- [EXERCISE BRIEF] The full listing below should be copied verbatim.

- [AVAILABLE DATA]
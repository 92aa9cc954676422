//! Roster policies for unattended runs.
//!
//! A [`RosterPolicy`] looks at the live world once per day, before the day
//! ends, and returns the roster orders it wants applied. Policies never
//! mutate state themselves; the runner applies their orders through
//! dispatch.

use containment_settlement::{ContentRegistry, util::match_count};
use containment_types::{AgentId, AnomalyId, AnomalyPhase, AssignmentSlot};
use containment_world::{AgentEntity, AnomalyInstance, WorldState};

/// One requested roster replacement.
#[derive(Debug, Clone, PartialEq, Eq)]
pub struct RosterOrder {
    /// Target anomaly.
    pub anomaly: AnomalyId,
    /// Slot to replace.
    pub slot: AssignmentSlot,
    /// Full new roster.
    pub agents: Vec<AgentId>,
}

/// Source of daily roster orders.
pub trait RosterPolicy {
    /// Orders to apply before the current day ends.
    fn plan_rosters(
        &mut self,
        state: &WorldState,
        content: &dyn ContentRegistry,
    ) -> Vec<RosterOrder>;
}

/// Never changes any roster.
#[derive(Debug, Clone, Copy, Default)]
pub struct IdlePolicy;

impl RosterPolicy for IdlePolicy {
    fn plan_rosters(&mut self, _state: &WorldState, _content: &dyn ContentRegistry) -> Vec<RosterOrder> {
        Vec::new()
    }
}

/// Staffs every unattended anomaly with the best-matching idle agents.
///
/// Anomalies are visited in spawn order. An anomaly is unattended when no
/// capable agent sits on the roster of its active slot. Candidates are
/// capable agents at base, ranked by match count against the active phase's
/// requirements and then by id.
#[derive(Debug, Clone, Copy)]
pub struct GreedyPolicy {
    /// Agents sent to investigation and containment.
    pub squad_size: usize,
    /// Agents sent to operate a contained anomaly.
    pub operators: usize,
}

impl Default for GreedyPolicy {
    fn default() -> Self {
        Self {
            squad_size: 2,
            operators: 1,
        }
    }
}

impl GreedyPolicy {
    const fn wanted(&self, phase: AnomalyPhase) -> usize {
        match phase {
            AnomalyPhase::Investigate | AnomalyPhase::Contain => self.squad_size,
            AnomalyPhase::Operate => self.operators,
        }
    }
}

fn is_attended(state: &WorldState, anomaly: &AnomalyInstance) -> bool {
    anomaly
        .rosters
        .get(anomaly.active_slot())
        .iter()
        .any(|id| state.agent(id).is_some_and(AgentEntity::is_capable))
}

impl RosterPolicy for GreedyPolicy {
    fn plan_rosters(
        &mut self,
        state: &WorldState,
        content: &dyn ContentRegistry,
    ) -> Vec<RosterOrder> {
        let mut idle: Vec<&AgentEntity> = state
            .agents()
            .iter()
            .filter(|a| a.is_capable() && a.location.anomaly().is_none())
            .collect();
        let mut orders = Vec::new();

        for anomaly_id in state.anomaly_order() {
            if idle.is_empty() {
                break;
            }
            let Some(anomaly) = state.anomaly(&anomaly_id) else {
                continue;
            };
            if is_attended(state, anomaly) {
                continue;
            }
            let requirements = content
                .anomaly(&anomaly.def_id)
                .map(|def| def.phase(anomaly.phase).requirements)
                .unwrap_or_default();

            idle.sort_by(|a, b| {
                let score_a = match_count(&a.attributes, &requirements);
                let score_b = match_count(&b.attributes, &requirements);
                score_b.cmp(&score_a).then_with(|| a.id.cmp(&b.id))
            });
            let take = self.wanted(anomaly.phase).min(idle.len());
            let squad: Vec<AgentId> = idle.drain(..take).map(|a| a.id.clone()).collect();
            if squad.is_empty() {
                continue;
            }
            orders.push(RosterOrder {
                anomaly: anomaly_id,
                slot: anomaly.active_slot(),
                agents: squad,
            });
        }
        orders
    }
}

- [YOUR RESPONSE]
repository 92aa9cc954676422
//! Roster policies for unattended runs.
//!
//! A [`RosterPolicy`] looks at the live world once per day, before the day
//! ends, and returns the roster orders it wants applied. Policies never
//! mutate state themselves; the runner applies their orders through
//! dispatch.

use containment_settlement::{ContentRegistry, util::match_count};
use containment_types::{AgentId, AnomalyId, AnomalyPhase, AssignmentSlot};
use containment_world::{AgentEntity, AnomalyInstance, WorldState};

/// One requested roster replacement.
#[derive(Debug, Clone, PartialEq, Eq)]
pub struct RosterOrder {
    /// Target anomaly.
    pub anomaly: AnomalyId,
    /// Slot to replace.
    pub slot: AssignmentSlot,
    /// Full new roster.
    pub agents: Vec<AgentId>,
}

/// Source of daily roster orders.
pub trait RosterPolicy {
    /// Orders to apply before the current day ends.
    fn plan_rosters(
        &mut self,
        state: &WorldState,
        content: &dyn ContentRegistry,
    ) -> Vec<RosterOrder>;
}

/// Never changes any roster.
#[derive(Debug, Clone, Copy, Default)]
pub struct IdlePolicy;

impl RosterPolicy for IdlePolicy {
    fn plan_rosters(&mut self, _state: &WorldState, _content: &dyn ContentRegistry) -> Vec<RosterOrder> {
        Vec::new()
    }
}

/// Staffs every unattended anomaly with the best-matching idle agents.
///
/// Anomalies are visited in spawn order. An anomaly is unattended when no
/// capable agent sits on the roster of its active slot. Candidates are
/// capable agents at base, ranked by match count against the active phase's
/// requirements and then by id.
#[derive(Debug, Clone, Copy)]
pub struct GreedyPolicy {
    /// Agents sent to investigation and containment.
    pub squad_size: usize,
    /// Agents sent to operate a contained anomaly.
    pub operators: usize,
}

impl Default for GreedyPolicy {
    fn default() -> Self {
        Self {
            squad_size: 2,
            operators: 1,
        }
    }
}

impl GreedyPolicy {
    const fn wanted(&self, phase: AnomalyPhase) -> usize {
        match phase {
            AnomalyPhase::Investigate | AnomalyPhase::Contain => self.squad_size,
            AnomalyPhase::Operate => self.operators,
        }
    }
}

fn is_attended(state: &WorldState, anomaly: &AnomalyInstance) -> bool {
    anomaly
        .rosters
        .get(anomaly.active_slot())
        .iter()
        .any(|id| state.agent(id).is_some_and(AgentEntity::is_capable))
}

impl RosterPolicy for GreedyPolicy {
    fn plan_rosters(
        &mut self,
        state: &WorldState,
        content: &dyn ContentRegistry,
    ) -> Vec<RosterOrder> {
        let mut idle: Vec<&AgentEntity> = state
            .agents()
            .iter()
            .filter(|a| a.is_capable() && a.location.anomaly().is_none())
            .collect();
        let mut orders = Vec::new();

        for anomaly_id in state.anomaly_order() {
            if idle.is_empty() {
                break;
            }
            let Some(anomaly) = state.anomaly(&anomaly_id) else {
                continue;
            };
            if is_attended(state, anomaly) {
                continue;
            }
            let requirements = content
                .anomaly(&anomaly.def_id)
                .map(|def| def.phase(anomaly.phase).requirements)
                .unwrap_or_default();

            idle.sort_by(|a, b| {
                let score_a = match_count(&a.attributes, &requirements);
                let score_b = match_count(&b.attributes, &requirements);
                score_b.cmp(&score_a).then_with(|| a.id.cmp(&b.id))
            });
            let take = self.wanted(anomaly.phase).min(idle.len());
            let squad: Vec<AgentId> = idle.drain(..take).map(|a| a.id.clone()).collect();
            if squad.is_empty() {
                continue;
            }
            orders.push(RosterOrder {
                anomaly: anomaly_id,
                slot: anomaly.active_slot(),
                agents: squad,
            });
        }
        orders
    }
}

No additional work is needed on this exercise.